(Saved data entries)
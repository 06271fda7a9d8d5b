use sea_orm_migration::{prelude::*, schema::*};

use super::m20260801_000001_create_users_table::Users;
use super::m20260801_000003_create_games_table::Games;

#[derive(DeriveMigrationName)]
pub struct Migration;

#[async_trait::async_trait]
impl MigrationTrait for Migration {
    async fn up(&self, manager: &SchemaManager) -> Result<(), DbErr> {
        manager
            .create_table(
                Table::create()
                    .table(JoinRequests::Table)
                    .if_not_exists()
                    .col(pk_uuid(JoinRequests::Id))
                    .col(uuid(JoinRequests::UserId))
                    .col(uuid(JoinRequests::GameId))
                    .col(text_null(JoinRequests::Message))
                    .col(string(JoinRequests::Status))
                    .col(timestamp_with_time_zone(JoinRequests::CreatedAt))
                    .foreign_key(
                        ForeignKey::create()
                            .name("fk_join_requests_user_id")
                            .from(JoinRequests::Table, JoinRequests::UserId)
                            .to(Users::Table, Users::Id)
                            .on_delete(ForeignKeyAction::Cascade)
                            .on_update(ForeignKeyAction::Cascade),
                    )
                    .foreign_key(
                        ForeignKey::create()
                            .name("fk_join_requests_game_id")
                            .from(JoinRequests::Table, JoinRequests::GameId)
                            .to(Games::Table, Games::Id)
                            .on_delete(ForeignKeyAction::Cascade)
                            .on_update(ForeignKeyAction::Cascade),
                    )
                    .to_owned(),
            )
            .await
    }

    async fn down(&self, manager: &SchemaManager) -> Result<(), DbErr> {
        manager
            .drop_table(Table::drop().table(JoinRequests::Table).to_owned())
            .await
    }
}

#[derive(DeriveIden)]
pub enum JoinRequests {
    Table,
    Id,
    UserId,
    GameId,
    Message,
    Status,
    CreatedAt,
}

What you will do: Take every line above that includes the string "derive" and return it.

Exercise result:
#[derive(DeriveMigrationName)]
#[derive(DeriveIden)]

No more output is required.